Late Friday, a Northern California District judge ruled that Canada-based Research in Motion infringed on a patent held by Mformation, a company that specializes in mobile device management. The patent in question relates to the software that runs on RIM’s BlackBerry Enterprise Server.
RIM was ordered to pay an $8 royalty fee on the 18.4 million units that access the infringing software, meaning RIM owes $147 million in damages as of this weekend. This figure only included US-based devices sold to non-government employees, and Mformation’s attorney, Amar Thakur, told Bloomberg that the figure could double or triple if the company seeks damages on future sales outside the US and to government employees.
Mformation, which brought the suit against RIM back in 2008, claims they discussed details of their patented software with RIM in a licensing meeting. RIM declined to license Mformation’s product, and Mformation claims it found its patented systems in RIM’s software not long after.

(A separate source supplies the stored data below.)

//! Program model: class definitions, members, code and annotations.
//!
//! Definitions are immutable once built and shared through `Arc`, so an
//! application snapshot can be handed to worker threads without copying.
//! Passes that change a class build a new definition and swap it in through
//! an [`ApplicationBuilder`](crate::ApplicationBuilder).

use crate::{AccessFlags, FieldRef, MethodRef, Name, TypeId};
use smallvec::SmallVec;
use std::fmt;
use std::sync::Arc;

/// Where a definition came from (input archive, file, or a synthesizer).
#[derive(Clone, PartialEq, Eq, Hash)]
pub struct Origin(Option<Arc<str>>);

impl Origin {
    pub fn new(description: &str) -> Self {
        Origin(Some(Arc::from(description)))
    }

    pub const fn unknown() -> Self {
        Origin(None)
    }

    pub fn is_unknown(&self) -> bool {
        self.0.is_none()
    }
}

impl Default for Origin {
    fn default() -> Self {
        Self::unknown()
    }
}

impl fmt::Display for Origin {
    fn fmt(&self, f: &mut fmt::Formatter<'_>) -> fmt::Result {
        match &self.0 {
            Some(description) => f.write_str(description),
            None => f.write_str("<unknown>"),
        }
    }
}

impl fmt::Debug for Origin {
    fn fmt(&self, f: &mut fmt::Formatter<'_>) -> fmt::Result {
        write!(f, "Origin({self})")
    }
}

/// Whether a class is compiled (program) or only referenced (classpath).
#[derive(Copy, Clone, Debug, PartialEq, Eq, Hash)]
pub enum ClassKind {
    Program,
    Classpath,
}

/// Register index.
pub type Reg = u16;

#[derive(Copy, Clone, Debug, PartialEq, Eq, Hash)]
pub enum InvokeKind {
    Static,
    Virtual,
    Direct,
    Interface,
    Super,
}

#[derive(Copy, Clone, Debug, PartialEq, Eq, Hash)]
pub enum BinOp {
    Add,
    Sub,
    Mul,
    Div,
    Rem,
    And,
    Or,
    Xor,
}

/// Register-based instruction.
#[derive(Clone, Debug, PartialEq, Eq, Hash)]
pub enum Instr {
    ConstInt { dest: Reg, value: i64 },
    ConstString { dest: Reg, value: Name },
    ConstClass { dest: Reg, ty: TypeId },
    Move { dest: Reg, src: Reg },
    Binop { op: BinOp, dest: Reg, left: Reg, right: Reg },
    Invoke { kind: InvokeKind, method: MethodRef, args: SmallVec<[Reg; 4]> },
    MoveResult { dest: Reg },
    StaticGet { dest: Reg, field: FieldRef },
    StaticPut { src: Reg, field: FieldRef },
    InstanceGet { dest: Reg, object: Reg, field: FieldRef },
    InstancePut { src: Reg, object: Reg, field: FieldRef },
    NewInstance { dest: Reg, ty: TypeId },
    CheckCast { reg: Reg, ty: TypeId },
    InstanceOf { dest: Reg, reg: Reg, ty: TypeId },
    Return { reg: Option<Reg> },
    Throw { reg: Reg },
}

/// Named local variable, kept for debugging only.
#[derive(Clone, Debug, PartialEq, Eq, Hash)]
pub struct DebugLocal {
    pub register: Reg,
    pub name: Name,
    pub ty: TypeId,
}

#[derive(Clone, Debug, Default, PartialEq, Eq, Hash)]
pub struct Code {
    pub registers: Reg,
    pub instructions: Vec<Instr>,
    pub debug_locals: Vec<DebugLocal>,
}

impl Code {
    pub fn new(registers: Reg, instructions: Vec<Instr>) -> Self {
        Code {
            registers,
            instructions,
            debug_locals: Vec::new(),
        }
    }
}

#[derive(Copy, Clone, Debug, PartialEq, Eq, Hash)]
pub enum AnnotationVisibility {
    /// Only visible to the compiler; dropped from final output.
    Build,
    Runtime,
    System,
}

#[derive(Clone, Debug, PartialEq, Eq, Hash)]
pub enum AnnotationValue {
    Int(i64),
    String(Name),
    Type(TypeId),
    Field(FieldRef),
    Method(MethodRef),
    Array(Vec<AnnotationValue>),
}

#[derive(Clone, Debug, PartialEq, Eq, Hash)]
pub struct AnnotationElement {
    pub name: Name,
    pub value: AnnotationValue,
}

#[derive(Clone, Debug, PartialEq, Eq, Hash)]
pub struct Annotation {
    pub ty: TypeId,
    pub visibility: AnnotationVisibility,
    pub elements: Vec<AnnotationElement>,
}

impl Annotation {
    pub fn element(&self, name: Name) -> Option<&AnnotationValue> {
        self.elements
            .iter()
            .find(|element| element.name == name)
            .map(|element| &element.value)
    }
}

#[derive(Clone, Debug, PartialEq, Eq, Hash)]
pub struct FieldDef {
    pub reference: FieldRef,
    pub access: AccessFlags,
    pub annotations: Vec<Annotation>,
}

#[derive(Clone, Debug, PartialEq, Eq, Hash)]
pub struct MethodDef {
    pub reference: MethodRef,
    pub access: AccessFlags,
    pub code: Option<Code>,
    pub annotations: Vec<Annotation>,
}

/// Class definition.
#[derive(Clone, Debug, PartialEq, Eq)]
pub struct DexClass {
    pub ty: TypeId,
    pub kind: ClassKind,
    pub origin: Origin,
    pub access: AccessFlags,
    pub super_type: Option<TypeId>,
    pub interfaces: Vec<TypeId>,
    pub fields: Vec<FieldDef>,
    pub methods: Vec<MethodDef>,
    pub annotations: Vec<Annotation>,
    /// Input classes this class was synthesized from.
    pub synthesized_from: Vec<TypeId>,
}

impl DexClass {
    /// Empty public class with no supertype.
    pub fn new(ty: TypeId, kind: ClassKind, origin: Origin) -> Self {
        DexClass {
            ty,
            kind,
            origin,
            access: AccessFlags::PUBLIC,
            super_type: None,
            interfaces: Vec::new(),
            fields: Vec::new(),
            methods: Vec::new(),
            annotations: Vec::new(),
            synthesized_from: Vec::new(),
        }
    }

    pub fn is_program_class(&self) -> bool {
        self.kind == ClassKind::Program
    }

    pub fn is_classpath_class(&self) -> bool {
        self.kind == ClassKind::Classpath
    }

    pub fn find_method(&self, method: MethodRef) -> Option<&MethodDef> {
        self.methods.iter().find(|def| def.reference == method)
    }

    pub fn find_method_by_name(&self, name: Name) -> impl Iterator<Item = &MethodDef> {
        self.methods.iter().filter(move |def| def.reference.name == name)
    }

    pub fn find_field(&self, field: FieldRef) -> Option<&FieldDef> {
        self.fields.iter().find(|def| def.reference == field)
    }
}

/// A method together with its program holder.
#[derive(Clone, Debug, PartialEq, Eq)]
pub struct ProgramMethod {
    pub holder: Arc<DexClass>,
    pub reference: MethodRef,
}

impl ProgramMethod {
    pub fn new(holder: Arc<DexClass>, reference: MethodRef) -> Self {
        debug_assert_eq!(holder.ty, reference.holder);
        ProgramMethod { holder, reference }
    }

    pub fn definition(&self) -> Option<&MethodDef> {
        self.holder.find_method(self.reference)
    }
}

RIM refutes this, saying it had independently implemented its device management system before Mformation filed its patent. In an e-mail to Bloomberg, Crystal Roberts, a spokeswoman for RIM, suggested that the company might seek a reversal of the damages based on the USPTO’s requirement that a patent not involve an obvious idea. "The court still has to decide the question of ‘Obviousness’ with respect to the validity of the only patent in suit," Roberts wrote.

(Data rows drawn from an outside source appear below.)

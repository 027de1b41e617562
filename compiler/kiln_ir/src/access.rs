//! Class and member access flags.

use bitflags::bitflags;

bitflags! {
    /// Access flags shared by classes, methods and fields.
    #[derive(Clone, Copy, Debug, PartialEq, Eq, Hash, Default)]
    pub struct AccessFlags: u32 {
        const PUBLIC = 0x0001;
        const PRIVATE = 0x0002;
        const PROTECTED = 0x0004;
        const STATIC = 0x0008;
        const FINAL = 0x0010;
        const SYNCHRONIZED = 0x0020;
        const BRIDGE = 0x0040;
        const VARARGS = 0x0080;
        const NATIVE = 0x0100;
        const INTERFACE = 0x0200;
        const ABSTRACT = 0x0400;
        const STRICT = 0x0800;
        const SYNTHETIC = 0x1000;
        const ANNOTATION = 0x2000;
        const ENUM = 0x4000;
    }
}

impl AccessFlags {
    /// Flags of a compiler-synthesized class.
    pub const fn synthetic_class() -> Self {
        Self::PUBLIC.union(Self::FINAL).union(Self::SYNTHETIC)
    }

    /// Flags of a compiler-synthesized static helper method.
    pub const fn synthetic_method() -> Self {
        Self::PUBLIC.union(Self::STATIC).union(Self::SYNTHETIC)
    }

    pub const fn is_public(self) -> bool {
        self.contains(Self::PUBLIC)
    }

    pub const fn is_static(self) -> bool {
        self.contains(Self::STATIC)
    }

    pub const fn is_final(self) -> bool {
        self.contains(Self::FINAL)
    }

    pub const fn is_synthetic(self) -> bool {
        self.contains(Self::SYNTHETIC)
    }

    pub const fn is_interface(self) -> bool {
        self.contains(Self::INTERFACE)
    }
}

RIM has already filed a request to the court to reverse Friday’s decision, but things aren’t looking good for the struggling phone maker. At the end of June, RIM reported a 33 percent quarter-to-quarter loss, and a delay of its next system, Blackberry 10, until 2013. Reuters reports that RIM’s stock has fallen more than 70 percent in the last year.
That the patent involved software on RIM’s Blackberry Enterprise Server, one of the major services that businesses still want from RIM, could well be disconcerting for investors. Ars’ Sean Gallagher reported in June that, "BlackBerry phones have continued to be the smartphone of choice for many companies—mostly because of their security and manageability. BlackBerry Enterprise Server was a big reason for that success, giving administrators a huge amount of control over RIM devices." But, Gallagher goes on to say, with Microsoft’s full entry into the mobile management realm, RIM has a lot to lose.